--- Work required ---
Look through the records below for the line with "fn serve_robot(path: &Path)". Return that line and each one after it up to and including the line with "let mut frame = String::new();", exactly.

--- Source material ---

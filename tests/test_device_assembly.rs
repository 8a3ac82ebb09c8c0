#![cfg(unix)]

use robolink::{
    Config, Device, DeviceKind, MoveResult, MoveType, OperationOutcome, PerformingState, Pose,
    PositionPoint, RemoteMotionOutcome, TransportKind,
};
use robolink_settings::DeviceSettings;
use std::path::Path;
use tokio::io::{AsyncReadExt, AsyncWriteExt};
use tokio::net::UnixListener;

// Robot module that finishes every motion at once
fn serve_robot(path: &Path) -> tokio::task::JoinHandle<Vec<String>> {
    let listener = UnixListener::bind(path).unwrap();
    tokio::spawn(async move {
        let mut commands = Vec::new();
        while let Ok((mut stream, _)) = listener.accept().await {
            let mut frame = String::new();
            stream.read_to_string(&mut frame).await.unwrap();
            let command = frame.split_whitespace().next().unwrap_or_default().to_string();
            let reply = match command.as_str() {
                "connect" => "<done: Connected>",
                "move_to" => "<done: Moving>",
                "performing_state" => "completed",
                "sync_pointer" => "10 20 30 0 0 0",
                "sync_model" => "x_axis 10 0 0 0 0 0\ny_axis 10 20 0 0 0 0",
                "disconnect" => "<done: Bye>",
                _ => "<failed: unknown command>",
            };
            stream.write_all(reply.as_bytes()).await.unwrap();
            commands.push(command.clone());
            if command == "disconnect" {
                break;
            }
        }
        commands
    })
}

#[tokio::test]
async fn test_channel_device_moves_remotely() {
    let dir = tempfile::tempdir().unwrap();
    let socket = dir.path().join("arm1.sock");
    let server = serve_robot(&socket);

    let mut settings = DeviceSettings::new("Arm1", DeviceKind::Robot);
    settings.transport = TransportKind::Channel;
    settings.socket_path = Some(socket);
    settings.motion_poll_ms = 5;

    let config_path = dir.path().join("config.toml");
    Config {
        devices: vec![settings],
    }
    .save_to_file(&config_path)
    .unwrap();
    let config = Config::load_from_file(&config_path).unwrap();

    let device = Device::from_settings(config.device("Arm1").unwrap()).unwrap();
    assert_eq!(
        device.connector().connect().wait().await,
        OperationOutcome::Completed(true)
    );
    assert!(device.controller().is_remote());

    let target = Pose::new(10.0, 20.0, 30.0, 0.0, 0.0, 0.0);
    let point = PositionPoint::new(target, MoveType::Linear, 50.0);
    let result = device.controller().move_to(point).await.wait().await;
    assert_eq!(
        result,
        Some(MoveResult::Remote(RemoteMotionOutcome::Finished(
            PerformingState::Completed
        )))
    );
    assert_eq!(device.controller().pointer(), target);
    assert_eq!(device.scene().node_pose("y_axis").unwrap().y, 20.0);

    assert_eq!(
        device.connector().disconnect().wait().await,
        OperationOutcome::Completed(true)
    );
    let commands = server.await.unwrap();
    assert_eq!(commands.first().map(String::as_str), Some("connect"));
    assert_eq!(commands.last().map(String::as_str), Some("disconnect"));
    assert!(commands.iter().any(|c| c == "move_to"));

    let output = device.output().text();
    assert!(output.contains("Connected"));
    assert!(output.contains("Moving"));
}

#[tokio::test]
async fn test_missing_socket_fails_connect() {
    let dir = tempfile::tempdir().unwrap();
    let mut settings = DeviceSettings::new("Gripper", DeviceKind::Tool);
    settings.transport = TransportKind::Channel;
    settings.socket_path = Some(dir.path().join("absent.sock"));

    let device = Device::from_settings(&settings).unwrap();
    assert_eq!(
        device.connector().connect().wait().await,
        OperationOutcome::Completed(false)
    );
    assert!(device.connector().has_failure());
    assert!(!device.connector().is_connected());
}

--- Solution below ---
fn serve_robot(path: &Path) -> tokio::task::JoinHandle<Vec<String>> {
    let listener = UnixListener::bind(path).unwrap();
    tokio::spawn(async move {
        let mut commands = Vec::new();
        while let Ok((mut stream, _)) = listener.accept().await {
            let mut frame = String::new();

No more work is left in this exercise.